For sizing district heating pipes in nPro, there are two different methods: design based on load profiles and design based on the maximum heating load. This page explains how both methods work and the differences between them.

How are pipes for a district heating network designed in nPro?

The design of district heating networks in nPro is based on the maximum power that must be transmitted through the pipe. This maximum power is derived from the load profiles of the buildings served by the respective pipe. It is taken into account that the peak loads do not occur simultaneously. This can be considered either through the diversity factor or through the use of hourly resolved load profiles, which show that different building types do not have peak loads at the same time. The pipe design is then based on the maximum power and the maximum volumetric flow, which is crucial for pipe dimensioning. There are two different methods available in nPro: design based on load profiles and design based on the maximum heating load. The distinction between these two methods is important as they yield different results and thus different pipe designs.

Calculation of maximum power

To determine the maximum required power for each building, the load profiles for heating and cooling demands of the buildings must first be calculated. These are determined according to the user's specifications. The maximum required power is then derived from the peak of the load profiles, taking into account any decentralized systems such as decentralized heat pumps.

Diversity factor for network design

The diversity factor typically ranges between 0.5 and 1 and accounts for the fact that the peak demands of buildings do not occur simultaneously. A diversity factor of 1 represents the scenario where all buildings demand maximum power simultaneously. In nPro, there are several options for determining or calculating the diversity factor: heuristic profiles can be used, or a custom functional relationship can be defined via a profile. The diversity factor is then calculated for each network section depending on the number of buildings served by the pipe in question.

Design based on load profiles

In design based on load profiles, the hourly resolved load profiles of all buildings served by the pipe in question are summed. Prosumers who feed heat into the network also play a role. For heat injection from the return to the supply pipe, the injected heat is subtracted from the heat demand, reducing the heat demand that must be met by the energy center. For heat injection from the supply to the return pipe, the injected heat is added to the heat demand, increasing the required volumetric flow in the return (and supply) pipe. The net load profiles at a pipe section are converted into volumetric flows, considering the temperature spread (between supply and return) prevailing at each time. This is particularly relevant for changing temperature spreads throughout the year (e.g., with sliding supply and return temperatures). A higher transferable heat load can result in a lower volumetric flow at a high temperature difference compared to a lower load at a small temperature difference. Thus, the entire year must be analyzed on an hourly basis. The highest occurring volumetric flow determines the pipe dimension. The volumetric flow is then multiplied by the diversity factor to determine the design volumetric flow.

Design based on the maximum heating load

In the design based on the maximum heating load, all maximum heating loads of the buildings served by the pipe in question are summed. It is important to note that cooling loads in the form of decentralized injection are disregarded. The time of the highest cumulative heating load is then critical for the design. The previously calculated diversity factor is then applied to this value to determine the design power and volumetric flow.

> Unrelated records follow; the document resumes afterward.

//! 几何图形模块

/// 2D 点
#[derive(Debug, Clone, Copy, PartialEq, Default)]
pub struct Point {
    pub x: f32,
    pub y: f32,
}

impl Point {
    pub const fn new(x: f32, y: f32) -> Self {
        Self { x, y }
    }
}

/// 矩形
#[derive(Debug, Clone, Copy, PartialEq, Default)]
pub struct Rect {
    pub x: f32,
    pub y: f32,
    pub width: f32,
    pub height: f32,
}

impl Rect {
    pub const fn new(x: f32, y: f32, width: f32, height: f32) -> Self {
        Self { x, y, width, height }
    }

    pub fn left(&self) -> f32 { self.x }
    pub fn top(&self) -> f32 { self.y }
    pub fn right(&self) -> f32 { self.x + self.width }
    pub fn bottom(&self) -> f32 { self.y + self.height }

    pub fn contains(&self, point: &Point) -> bool {
        point.x >= self.x && point.x <= self.right() &&
        point.y >= self.y && point.y <= self.bottom()
    }

    pub fn intersects(&self, other: &Rect) -> bool {
        self.x < other.right() && self.right() > other.x &&
        self.y < other.bottom() && self.bottom() > other.y
    }

    pub fn inset(&self, dx: f32, dy: f32) -> Rect {
        Rect {
            x: self.x + dx,
            y: self.y + dy,
            width: (self.width - 2.0 * dx).max(0.0),
            height: (self.height - 2.0 * dy).max(0.0),
        }
    }
}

Which method should be used?

In the design based on load profiles, the summation of hourly load profiles already accounts for the fact that peak loads do not occur simultaneously. This is particularly relevant for systems with different building types. Additionally, decentralized heat injection (from cooling loads) can reduce the net heat demand in a pipe section. In addition to these effects, the diversity factor is also applied. Therefore, the design method using load profiles is the less conservative design approach. On the other hand, the design using maximum heating loads is more conservative as it reduces the loads only by the diversity factor. It represents the traditional design approach.